Surabaya (SI Online) – Setelah sebelumnya bikin geger dengan kasus spanduk “Tuhan Membusuk”, kini Universitas Islam Negeri (UIN) Sunan Ampel Surabaya kembali membuat resah dengan menggelar acara tentang Syiah.

Sekretaris Front Pembela Islam (FPI) Jawa Timur Ustaz Choiruddin menjelaskan bahwa acara tersebut membuat resah khususnya bagi warga Jawa Timur karena disana sudah ada Peraturan Gubernur (Pergub) pelarangan Syiah. Menurutnya, acara diskusi tersebut dilakukan secara diam-diam dan mendatangkan dua orang pembicara dari Iran.

“Banyak ulama yang menghubungi saya soal ini, setelah itu saya minta kepada pihak aparat untuk menegur rektor dan dekan serta panitianya, karena masalah Syiah di Jawa Timur sangat rentan dengan gesekan. Kita minta aparat membereskan sebelum umat yang turun tangan,” jelas Ustaz Choiruddin kepada Suara Islam Online, Ahad (19/10/2014).

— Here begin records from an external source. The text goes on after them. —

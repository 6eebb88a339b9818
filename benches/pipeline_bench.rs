// Benchmarks for the CPU-bound pipeline stages: parsing, chunking,
// fingerprinting, and intent detection

use criterion::{black_box, criterion_group, criterion_main, Criterion};

use codequarry::chunker::chunk_file;
use codequarry::config::EngineConfig;
use codequarry::fingerprint::fingerprint_text;
use codequarry::parsing::parse_file;
use codequarry::query::detect_intent;
use codequarry::types::Language;

fn sample_source() -> String {
    let mut source = String::from("//! Benchmark fixture\n");
    for index in 0..50 {
        source.push_str(&format!(
            r#"
/// Handler number {index}.
pub struct Handler{index} {{
    inner: Inner{index},
}}

impl Handler{index} {{
    pub fn handle(&self, input: &str) -> Response {{
        let parsed = parse_input(input);
        self.inner.dispatch(parsed)
    }}
}}
"#
        ));
    }
    source
}

fn bench_parse(c: &mut Criterion) {
    let source = sample_source();
    c.bench_function("parse_rust_50_types", |b| {
        b.iter(|| {
            let outcome = parse_file("bench.rs", black_box(&source), Language::Rust);
            black_box(outcome.symbols.len())
        })
    });
}

fn bench_chunk(c: &mut Criterion) {
    let source = sample_source();
    let outcome = parse_file("bench.rs", &source, Language::Rust);
    let config = EngineConfig::default();
    c.bench_function("chunk_parsed_file", |b| {
        b.iter(|| {
            let chunks = chunk_file(
                &config,
                "bench.rs",
                black_box(&source),
                Language::Rust,
                &outcome.symbols,
            );
            black_box(chunks.len())
        })
    });
}

fn bench_fingerprint(c: &mut Criterion) {
    let source = sample_source();
    c.bench_function("fingerprint_text", |b| {
        b.iter(|| black_box(fingerprint_text(black_box(&source))))
    });
}

fn bench_intent(c: &mut Criterion) {
    let queries = [
        "Where is the UserService class?",
        "what calls HashPassword?",
        "explain the retry logic",
        "password hashing",
        "show me how to use the embedding client",
    ];
    c.bench_function("detect_intent", |b| {
        b.iter(|| {
            for query in &queries {
                black_box(detect_intent(black_box(query)));
            }
        })
    });
}

criterion_group!(
    benches,
    bench_parse,
    bench_chunk,
    bench_fingerprint,
    bench_intent
);
criterion_main!(benches);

“Keesokan harinya, polisi melaporkan ke kita bahwa acara tersebut tidak membahas Syiah. Kita khawatir polisi ‘main mata’ dengan panitia karena menutupi kegiatan tersebut. Kita punya banyak saksi yang membenarkan acara itu memang membahas soal Iran dan Syiah serta Syariat Islam dan Politik Islam,” tambahnya.

Dijelaskannya, acara tersebut digelar oleh fakultas ushuludin jurusan filsafat dalam momen Orientasi Studi dan Pengenalan Kampus (Ospek).

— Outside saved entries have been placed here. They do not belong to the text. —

use html5ever::tendril::StrTendril;
use html5ever::tree_builder::{ElementFlags, NodeOrText, TreeSink};
use html5ever::{Attribute, LocalName, Namespace, QualName};
use markup5ever_rcdom::{Handle, NodeData};
use std::ops::Range;
use tracing::debug;

use crate::html_parser::{
    attr_value, css_urls, element_name, srcset_candidates, HtmlDocument, Locator,
    ResourceReference,
};

const HTML_NAMESPACE: &str = "http://www.w3.org/1999/xhtml";

/// New value for one reference.
#[derive(Debug, Clone, Copy)]
pub struct Rewrite<'a> {
    pub reference: &'a ResourceReference,
    pub replacement: &'a str,
}

/// Applies rewrites in the order given and returns how many changed the tree.
///
/// Whole attributes are replaced; inside `srcset`, `style` and `<style>` text
/// only the matching URL is swapped and everything around it is kept.
pub fn apply_rewrites(doc: &HtmlDocument, rewrites: &[Rewrite<'_>]) -> usize {
    let mut applied = 0;
    for rewrite in rewrites {
        let Some(handle) = doc.node(rewrite.reference.locator.node()) else {
            debug!(locator = ?rewrite.reference.locator, "locator points outside the document");
            continue;
        };
        let raw = rewrite.reference.raw_value.as_str();
        let changed = match rewrite.reference.locator {
            Locator::Attribute { attr, .. } => set_attr(handle, attr, rewrite.replacement),
            Locator::Srcset { attr, .. } => update_attr(handle, attr, |value| {
                replace_matching(value, srcset_candidates(value), raw, rewrite.replacement)
            }),
            Locator::InlineStyle { .. } => update_attr(handle, "style", |value| {
                replace_matching(value, css_urls(value), raw, rewrite.replacement)
            }),
            Locator::StyleText { .. } => update_text(handle, |css| {
                replace_matching(css, css_urls(css), raw, rewrite.replacement)
            }),
        };
        if changed {
            applied += 1;
        }
    }
    applied
}

fn replace_matching(
    value: &str,
    ranges: Vec<Range<usize>>,
    raw: &str,
    replacement: &str,
) -> Option<String> {
    let mut out = value.to_string();
    let mut changed = false;
    for range in ranges.into_iter().rev() {
        if &value[range.clone()] == raw {
            out.replace_range(range, replacement);
            changed = true;
        }
    }
    changed.then_some(out)
}

fn set_attr(handle: &Handle, name: &str, value: &str) -> bool {
    update_attr(handle, name, |_| Some(value.to_string()))
}

fn update_attr(handle: &Handle, name: &str, f: impl FnOnce(&str) -> Option<String>) -> bool {
    let NodeData::Element { ref attrs, .. } = handle.data else {
        return false;
    };
    let mut attrs = attrs.borrow_mut();
    let Some(attr) = attrs.iter_mut().find(|a| &*a.name.local == name) else {
        return false;
    };
    match f(&attr.value) {
        Some(new_value) if *attr.value != *new_value => {
            attr.value = StrTendril::from_slice(&new_value);
            true
        }
        _ => false,
    }
}

fn update_text(handle: &Handle, f: impl FnOnce(&str) -> Option<String>) -> bool {
    let NodeData::Text { ref contents } = handle.data else {
        return false;
    };
    let mut contents = contents.borrow_mut();
    match f(&contents) {
        Some(new_text) => {
            *contents = StrTendril::from_slice(&new_text);
            true
        }
        None => false,
    }
}

const UTF8_CHARSET: &str = "utf-8";
const UTF8_CONTENT_TYPE: &str = "text/html; charset=utf-8";

/// Adds `charset`, `viewport` and `generator` meta tags at the top of `<head>`.
///
/// The output is always written as UTF-8, so any existing charset
/// declaration is rewritten to `utf-8`. An existing viewport is kept and an
/// existing generator is overwritten. Node ids are not valid after this call.
pub fn inject_metadata(doc: &mut HtmlDocument, generator: &str) {
    let Some(head) = doc.find_element("head") else {
        debug!("document has no <head>, skipping metadata");
        return;
    };

    let metas: Vec<Handle> = doc
        .nodes()
        .map(|(_, h)| h)
        .filter(|h| element_name(h) == Some("meta"))
        .cloned()
        .collect();
    let mut has_charset = false;
    for meta in &metas {
        if attr_value(meta, "charset").is_some() {
            set_attr(meta, "charset", UTF8_CHARSET);
            has_charset = true;
        }
        let content_type = attr_value(meta, "http-equiv")
            .is_some_and(|v| v.eq_ignore_ascii_case("content-type"));
        if content_type {
            set_attr(meta, "content", UTF8_CONTENT_TYPE);
            has_charset = true;
        }
    }
    let named = |name: &str| {
        metas.iter().find(|m| {
            attr_value(m, "name").is_some_and(|n| n.eq_ignore_ascii_case(name))
        })
    };
    let has_viewport = named("viewport").is_some();
    let existing_generator = named("generator").cloned();

    let mut new_tags: Vec<Vec<(&str, &str)>> = Vec::new();
    if !has_charset {
        new_tags.push(vec![("charset", UTF8_CHARSET)]);
    }
    if !has_viewport {
        new_tags.push(vec![
            ("name", "viewport"),
            ("content", "width=device-width, initial-scale=1"),
        ]);
    }
    match existing_generator {
        Some(meta) => {
            set_attr(&meta, "content", generator);
        }
        None => new_tags.push(vec![("name", "generator"), ("content", generator)]),
    }

    let first_child = head.children.borrow().first().cloned();
    let dom = doc.dom_mut();
    for attrs in new_tags {
        let meta = dom.create_element(
            html_name("meta"),
            attrs
                .into_iter()
                .map(|(name, value)| Attribute {
                    name: QualName::new(None, Namespace::from(""), LocalName::from(name)),
                    value: StrTendril::from_slice(value),
                })
                .collect(),
            ElementFlags::default(),
        );
        match &first_child {
            Some(sibling) => dom.append_before_sibling(sibling, NodeOrText::AppendNode(meta)),
            None => dom.append(&head, NodeOrText::AppendNode(meta)),
        }
    }
}

fn html_name(local: &str) -> QualName {
    QualName::new(None, Namespace::from(HTML_NAMESPACE), LocalName::from(local))
}

#[cfg(test)]
mod tests {
    use super::*;
    use crate::html_parser::scan;

    fn rewrite_all(html: &str, mapping: &[(&str, &str)]) -> String {
        let doc = HtmlDocument::parse(html);
        let outcome = scan(&doc);
        let rewrites: Vec<Rewrite<'_>> = outcome
            .references
            .iter()
            .filter_map(|reference| {
                mapping
                    .iter()
                    .find(|(raw, _)| *raw == reference.raw_value)
                    .map(|&(_, replacement)| Rewrite {
                        reference,
                        replacement,
                    })
            })
            .collect();
        apply_rewrites(&doc, &rewrites);
        doc.to_html().unwrap()
    }

    #[test]
    fn test_plain_attributes_are_replaced_whole() {
        let html = rewrite_all(
            r#"<link rel="stylesheet" href="/s.css"><script src="app.js"></script>"#,
            &[("/s.css", "resources/css/s.css"), ("app.js", "resources/js/app.js")],
        );
        assert!(html.contains(r#"href="resources/css/s.css""#));
        assert!(html.contains(r#"src="resources/js/app.js""#));
    }

    #[test]
    fn test_srcset_only_resolved_candidate_changes() {
        let html = rewrite_all(
            r#"<img srcset="a.png 1x, b.png 2x">"#,
            &[("a.png", "resources/images/a.png")],
        );
        assert!(html.contains(r#"srcset="resources/images/a.png 1x, b.png 2x""#), "{html}");
    }

    #[test]
    fn test_inline_style_keeps_surrounding_text() {
        let html = rewrite_all(
            r#"<div style="color: red; background: url('/bg.png') no-repeat"></div>"#,
            &[("/bg.png", "resources/images/bg.png")],
        );
        assert!(
            html.contains(r#"style="color: red; background: url('resources/images/bg.png') no-repeat""#),
            "{html}"
        );
    }

    #[test]
    fn test_style_element_text_is_rewritten() {
        let html = rewrite_all(
            "<style>h1 { background: url(/h.png) } p { background: url(/p.png) }</style>",
            &[("/p.png", "resources/images/p.png")],
        );
        assert!(html.contains("url(/h.png)"));
        assert!(html.contains("url(resources/images/p.png)"));
    }

    #[test]
    fn test_svg_style_text_is_rewritten_past_element_children() {
        let html = rewrite_all(
            "<svg><style><g></g>.a { fill: url(/paint.png) }</style></svg>",
            &[("/paint.png", "resources/images/paint.png")],
        );
        assert!(html.contains("url(resources/images/paint.png)"));
        assert!(!html.contains("url(/paint.png)"));
    }

    #[test]
    fn test_unmapped_references_are_untouched() {
        let source = r#"<img src="/keep.png">"#;
        let html = rewrite_all(source, &[]);
        assert!(html.contains(r#"src="/keep.png""#));
    }

    #[test]
    fn test_inject_metadata_adds_missing_tags_first_in_head() {
        let mut doc = HtmlDocument::parse("<html><head><title>t</title></head><body></body></html>");
        inject_metadata(&mut doc, "page-mirror");
        let html = doc.to_html().unwrap();

        let charset = html.find(r#"<meta charset="utf-8">"#).unwrap();
        let viewport = html.find(r#"name="viewport""#).unwrap();
        let generator = html.find(r#"<meta name="generator" content="page-mirror">"#).unwrap();
        let title = html.find("<title>").unwrap();
        assert!(charset < viewport && viewport < generator && generator < title);
    }

    #[test]
    fn test_inject_metadata_respects_existing_tags() {
        let mut doc = HtmlDocument::parse(
            r#"<head><meta charset="iso-8859-1"><meta name="generator" content="WordPress"></head>"#,
        );
        inject_metadata(&mut doc, "page-mirror");
        let html = doc.to_html().unwrap();

        assert_eq!(html.matches("charset=").count(), 1);
        assert!(html.contains(r#"charset="utf-8""#));
        assert!(!html.contains("iso-8859-1"));
        assert!(html.contains(r#"content="page-mirror""#));
        assert!(!html.contains("WordPress"));
    }

    #[test]
    fn test_inject_metadata_rewrites_http_equiv_content_type() {
        let mut doc = HtmlDocument::parse(
            r#"<head><meta http-equiv="Content-Type" content="text/html; charset=gb2312"><title>t</title></head>"#,
        );
        inject_metadata(&mut doc, "page-mirror");
        let html = doc.to_html().unwrap();

        assert!(html.contains(r#"content="text/html; charset=utf-8""#));
        assert!(!html.contains("gb2312"));
        assert!(!html.contains(r#"<meta charset="#));
    }
}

“Acara tersebut sudah kesekian kalinya membuat umat Islam resah. Sebelumnya 2013 lalu, mereka juga membuat acara tentang homoseksual. Saat itu yang muncul pernyataan bahwa ‘kaum homo kadang-kadang lebih beriman daripada yang bukan homo’. MUI, dan ormas yang tergabung dalam Gerakan Umat Islam Bersatu (GUIB) sudah protes, namun acara-acara yang bikin resah tetap terulang,” ujar Ustaz Choiruddin.

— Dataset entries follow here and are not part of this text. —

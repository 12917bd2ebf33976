pub mod classifier;
pub mod cli;
pub mod config;
pub mod downloader;
pub mod error;
pub mod file_manager;
pub mod html_parser;
pub mod progress;
pub mod rewriter;
pub mod snapshot;
pub mod text_extract;

// Re-export main types for convenience
pub use classifier::{Classified, DataUri, ResourceCategory, UriClassifier};
pub use cli::MirrorCommand;
pub use config::{Settings, SnapshotConfig, TextConfig, TextFormat, UnresolvedPolicy};
pub use downloader::{decode_html, FetchOutcome, FetchReport, ResourceFetcher, RetryPolicy};
pub use error::{JobError, ReferenceError};
pub use file_manager::{LocalStore, PathPlanner, ResolvedResource};
pub use html_parser::{scan, HtmlDocument, Locator, ResourceReference};
pub use progress::{ProgressReporter, TerminalProgress};
pub use snapshot::{SnapshotJob, SnapshotReport};
pub use text_extract::{ExtractedDocument, TextElement, TextExtractor, TextJob};
//! One snapshot run: scan, plan, fetch, store, rewrite, write.
//!
//! The phases never overlap. Scanning produces an immutable reference list,
//! fetching produces an immutable resolution per unique resource, and only
//! then is a fresh parse of the page rewritten on the calling task. The entry
//! document is written last, so an interrupted run leaves at most some
//! already-complete resource files behind, which the next run reuses.

use futures::stream::{FuturesUnordered, StreamExt};
use std::collections::HashMap;
use std::path::PathBuf;
use std::sync::Arc;
use tracing::{info, warn};

use crate::classifier::{Classified, ResourceCategory, UriClassifier};
use crate::config::{SnapshotConfig, UnresolvedPolicy};
use crate::downloader::{FetchOutcome, FetchReport, FetchedBody, ResourceFetcher};
use crate::error::{JobError, ReferenceError};
use crate::file_manager::{LocalStore, PathPlanner, PlannedResource, ResolvedResource};
use crate::html_parser::{scan, HtmlDocument, ResourceReference};
use crate::progress::{NoProgress, ProgressReporter, ProgressTracker, DOWNLOAD_START};
use crate::rewriter::{apply_rewrites, inject_metadata, Rewrite};

pub const GENERATOR: &str = concat!("page-mirror ", env!("CARGO_PKG_VERSION"));

/// A reference, or unique resource, that could not be mirrored.
#[derive(Debug)]
pub struct FailedReference {
    /// Raw value for classification failures, source key otherwise.
    pub source: String,
    pub category: ResourceCategory,
    pub error: ReferenceError,
}

#[derive(Debug)]
pub struct SnapshotReport {
    pub entry_path: PathBuf,
    /// Every resource present in the mirror, in order of first appearance.
    pub resources: Vec<ResolvedResource>,
    pub failures: Vec<FailedReference>,
    pub skipped: Vec<ReferenceError>,
    /// Resources reused from files an earlier run left on disk.
    pub cache_hits: usize,
    /// HTTP requests issued across all resources, retries included.
    pub http_attempts: u32,
    /// References whose value changed in the entry document.
    pub rewritten: usize,
}

struct ResolutionPlan {
    units: Vec<PlannedResource>,
    /// For each scanned reference, the unit it resolves through.
    assignment: Vec<Option<usize>>,
    failures: Vec<FailedReference>,
}

struct UnitResult {
    resolution: Result<ResolvedResource, ReferenceError>,
    cache_hit: bool,
    attempts: u32,
}

pub struct SnapshotJob {
    classifier: UriClassifier,
    output_root: PathBuf,
    config: SnapshotConfig,
    prefetched: HashMap<String, Vec<u8>>,
    progress: Arc<dyn ProgressReporter>,
}

impl SnapshotJob {
    pub fn new(
        base_url: &str,
        output_root: impl Into<PathBuf>,
        config: SnapshotConfig,
    ) -> Result<Self, JobError> {
        Ok(Self {
            classifier: UriClassifier::new(base_url)?,
            output_root: output_root.into(),
            config,
            prefetched: HashMap::new(),
            progress: Arc::new(NoProgress),
        })
    }

    /// Response bodies the caller already holds, keyed by absolute URL.
    pub fn with_prefetched(mut self, bodies: HashMap<String, Vec<u8>>) -> Self {
        self.prefetched = bodies;
        self
    }

    pub fn with_progress(mut self, reporter: Arc<dyn ProgressReporter>) -> Self {
        self.progress = reporter;
        self
    }

    pub fn entry_path(&self) -> PathBuf {
        self.output_root.join(&self.config.entry_file)
    }

    /// Mirrors `html` into the output root.
    ///
    /// Always reports 100% at the end, also when a [`JobError`] is returned.
    pub async fn run(&self, html: &str) -> Result<SnapshotReport, JobError> {
        let tracker = ProgressTracker::new(self.progress.clone());
        tracker.report(0.0, "Preparing snapshot");

        let result = self.run_phases(html, &tracker).await;
        match &result {
            Ok(report) => {
                info!(
                    entry = %report.entry_path.display(),
                    resources = report.resources.len(),
                    failures = report.failures.len(),
                    cache_hits = report.cache_hits,
                    "snapshot complete"
                );
                tracker.report(100.0, "Snapshot complete");
            }
            Err(e) => tracker.report(100.0, &format!("Snapshot failed: {e}")),
        }
        result
    }

    async fn run_phases(
        &self,
        html: &str,
        tracker: &ProgressTracker,
    ) -> Result<SnapshotReport, JobError> {
        let store = LocalStore::new(&self.output_root)?;
        let fetcher = ResourceFetcher::new(&self.config)?.with_prefetched(self.prefetched.clone());

        tracker.report(5.0, "Parsing HTML");
        let scanned = scan(&HtmlDocument::parse(html));
        let mut plan = self.plan(&scanned.references);

        tracker.report(DOWNLOAD_START, "Downloading resources");
        let results = self.resolve_all(&plan.units, &store, &fetcher, tracker).await;

        tracker.report(90.0, "Updating resource paths");
        let replacements = self.replacements(&scanned.references, &plan, &results, &store);
        let (document, rewritten) = {
            let mut doc = HtmlDocument::parse(html);
            let rewrites: Vec<Rewrite<'_>> = scanned
                .references
                .iter()
                .zip(&replacements)
                .filter_map(|(reference, replacement)| {
                    replacement.as_deref().map(|replacement| Rewrite {
                        reference,
                        replacement,
                    })
                })
                .collect();
            let rewritten = apply_rewrites(&doc, &rewrites);

            tracker.report(95.0, "Adding metadata");
            inject_metadata(&mut doc, GENERATOR);
            (doc.to_html().map_err(JobError::Serialize)?, rewritten)
        };

        tracker.report(98.0, "Saving HTML file");
        let entry_path = self.entry_path();
        std::fs::write(&entry_path, document).map_err(|source| JobError::Output {
            path: entry_path.clone(),
            source,
        })?;

        let mut resources = Vec::new();
        let mut cache_hits = 0;
        let mut http_attempts = 0;
        for (unit, result) in plan.units.iter().zip(results) {
            http_attempts += result.attempts;
            match result.resolution {
                Ok(resolved) => {
                    if result.cache_hit {
                        cache_hits += 1;
                    }
                    resources.push(resolved);
                }
                Err(error) => plan.failures.push(FailedReference {
                    source: unit.source_key.clone(),
                    category: unit.category,
                    error,
                }),
            }
        }

        Ok(SnapshotReport {
            entry_path,
            resources,
            failures: plan.failures,
            skipped: scanned.skipped,
            cache_hits,
            http_attempts,
            rewritten,
        })
    }

    /// Classifies every reference and gives each distinct source one local path.
    fn plan(&self, references: &[ResourceReference]) -> ResolutionPlan {
        let mut planner = PathPlanner::new();
        let mut by_key: HashMap<String, usize> = HashMap::new();
        let mut plan = ResolutionPlan {
            units: Vec::new(),
            assignment: Vec::with_capacity(references.len()),
            failures: Vec::new(),
        };

        for reference in references {
            let classified = match self.classifier.classify(&reference.raw_value) {
                Ok(classified) => classified,
                Err(error) => {
                    warn!(value = %reference.raw_value, %error, "reference left unresolved");
                    plan.failures.push(FailedReference {
                        source: reference.raw_value.clone(),
                        category: reference.category,
                        error,
                    });
                    plan.assignment.push(None);
                    continue;
                }
            };

            let key = crate::file_manager::source_key(&classified);
            let unit = *by_key.entry(key).or_insert_with(|| {
                plan.units.push(planner.plan(classified, reference.category));
                plan.units.len() - 1
            });
            plan.assignment.push(Some(unit));
        }

        plan
    }

    async fn resolve_all(
        &self,
        units: &[PlannedResource],
        store: &LocalStore,
        fetcher: &ResourceFetcher,
        tracker: &ProgressTracker,
    ) -> Vec<UnitResult> {
        let total = units.len();
        let mut pending: FuturesUnordered<_> = units
            .iter()
            .enumerate()
            .map(|(index, unit)| async move { (index, resolve_unit(unit, store, fetcher).await) })
            .collect();

        let mut results: Vec<Option<UnitResult>> = (0..total).map(|_| None).collect();
        let mut processed = 0;
        while let Some((index, result)) = pending.next().await {
            processed += 1;
            let unit = &units[index];
            let message = match &result.resolution {
                Ok(resolved) if result.cache_hit => format!("Using cache: {}", resolved.local_path),
                Ok(resolved) => format!("Saved resource: {}", resolved.local_path),
                Err(_) => format!("Failed: {}", unit.source_key),
            };
            tracker.report(ProgressTracker::download_percent(processed, total), &message);
            results[index] = Some(result);
        }

        results
            .into_iter()
            .zip(units)
            .map(|(result, unit)| {
                result.unwrap_or_else(|| UnitResult {
                    resolution: Err(ReferenceError::FetchPermanent {
                        url: unit.source_key.clone(),
                        reason: "fetch did not complete".to_string(),
                    }),
                    cache_hit: false,
                    attempts: 0,
                })
            })
            .collect()
    }

    fn replacements(
        &self,
        references: &[ResourceReference],
        plan: &ResolutionPlan,
        results: &[UnitResult],
        store: &LocalStore,
    ) -> Vec<Option<String>> {
        references
            .iter()
            .zip(&plan.assignment)
            .map(|(_, assignment)| {
                let unit = (*assignment)?;
                match &results[unit].resolution {
                    Ok(resolved) => Some(store.href_from(&self.config.entry_file, &resolved.local_path)),
                    Err(_) => match (&plan.units[unit].source, self.config.unresolved) {
                        (Classified::Network(url), UnresolvedPolicy::AbsoluteUrl) => {
                            Some(url.to_string())
                        }
                        _ => None,
                    },
                }
            })
            .collect()
    }
}

async fn resolve_unit(
    unit: &PlannedResource,
    store: &LocalStore,
    fetcher: &ResourceFetcher,
) -> UnitResult {
    if let Some(resolved) = store.cached(unit) {
        return UnitResult {
            resolution: Ok(resolved),
            cache_hit: true,
            attempts: 0,
        };
    }

    let (body, attempts) = match &unit.source {
        Classified::Data(data) => (decoded(fetcher.decode_data(data), &unit.source_key), 0),
        Classified::Network(url) => {
            let report = fetcher.fetch(url).await;
            let attempts = report.attempts;
            (report.into_result(&unit.source_key), attempts)
        }
    };

    let resolution =
        body.and_then(|body| store.store(unit, &body.bytes, body.content_type.as_deref()));
    if let Err(error) = &resolution {
        warn!(source = %unit.source_key, %error, "resource left unresolved");
    }

    UnitResult {
        resolution,
        cache_hit: false,
        attempts,
    }
}

fn decoded(report: FetchReport, source_key: &str) -> Result<FetchedBody, ReferenceError> {
    match report.outcome {
        FetchOutcome::Success(body) => Ok(body),
        FetchOutcome::PermanentFailure(reason) | FetchOutcome::TransientFailure(reason) => {
            Err(ReferenceError::classification(source_key, reason))
        }
    }
}

#[cfg(test)]
mod tests {
    use super::*;
    use tempfile::tempdir;

    fn job(root: &std::path::Path) -> SnapshotJob {
        SnapshotJob::new("https://example.com/page.html", root, SnapshotConfig::default()).unwrap()
    }

    #[test]
    fn test_plan_dedups_by_source_key() {
        let temp_dir = tempdir().unwrap();
        let doc = HtmlDocument::parse(
            r#"<img src="/a.png"><img src="https://example.com/a.png"><img srcset="a.png 1x, /b.png 2x">"#,
        );
        let scanned = scan(&doc);
        let plan = job(temp_dir.path()).plan(&scanned.references);

        assert_eq!(plan.units.len(), 2);
        assert_eq!(plan.assignment, vec![Some(0), Some(0), Some(0), Some(1)]);
        assert!(plan.failures.is_empty());
    }

    #[test]
    fn test_plan_records_malformed_data_uri_as_failure() {
        let temp_dir = tempdir().unwrap();
        let doc = HtmlDocument::parse(r#"<img src="data:image/png;base64"><img src="/ok.png">"#);
        let scanned = scan(&doc);
        let plan = job(temp_dir.path()).plan(&scanned.references);

        assert_eq!(plan.assignment, vec![None, Some(0)]);
        assert_eq!(plan.failures.len(), 1);
        assert!(matches!(
            plan.failures[0].error,
            ReferenceError::Classification { .. }
        ));
    }

    #[tokio::test]
    async fn test_data_uri_only_page_needs_no_network() {
        let temp_dir = tempdir().unwrap();
        let report = job(temp_dir.path())
            .run(r#"<html><body><img src="data:image/png;base64,AAAA"></body></html>"#)
            .await
            .unwrap();

        assert_eq!(report.http_attempts, 0);
        assert_eq!(report.resources.len(), 1);
        let resource = &report.resources[0];
        assert!(resource.local_path.starts_with("resources/images/data_uri_"));
        assert!(resource.local_path.ends_with(".png"));
        assert_eq!(resource.content_type, "image/png");
        assert_eq!(
            std::fs::read(temp_dir.path().join(&resource.local_path)).unwrap(),
            vec![0u8, 0, 0]
        );

        let html = std::fs::read_to_string(report.entry_path).unwrap();
        assert!(html.contains(&format!(r#"src="{}""#, resource.local_path)));
        assert!(html.contains(GENERATOR));
    }
}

Ust_Choiruddin_FPI_Jatim_20141020_070214 foto suara-islamdotcom

Ust_Choiruddin_FPI_Jatim_20141020_070214 foto suara-islamdotcom

Ia meminta aparat agar lebih perhatian soal ini, jangan sampai kejadian terus berulang sehingga membuat umat Islam marah. “Kegiatan pemurtadan bahkan sampai yang anti tuhan jangan sampai terulang. Soal Syiah juga karena bertentangan dengan Pergub yang ada. Dan insyaallah kegiatan-kegiatan yang meresahkan juga akan terus dipantau oleh GUIB,” pungkas Ustaz Chairuddin.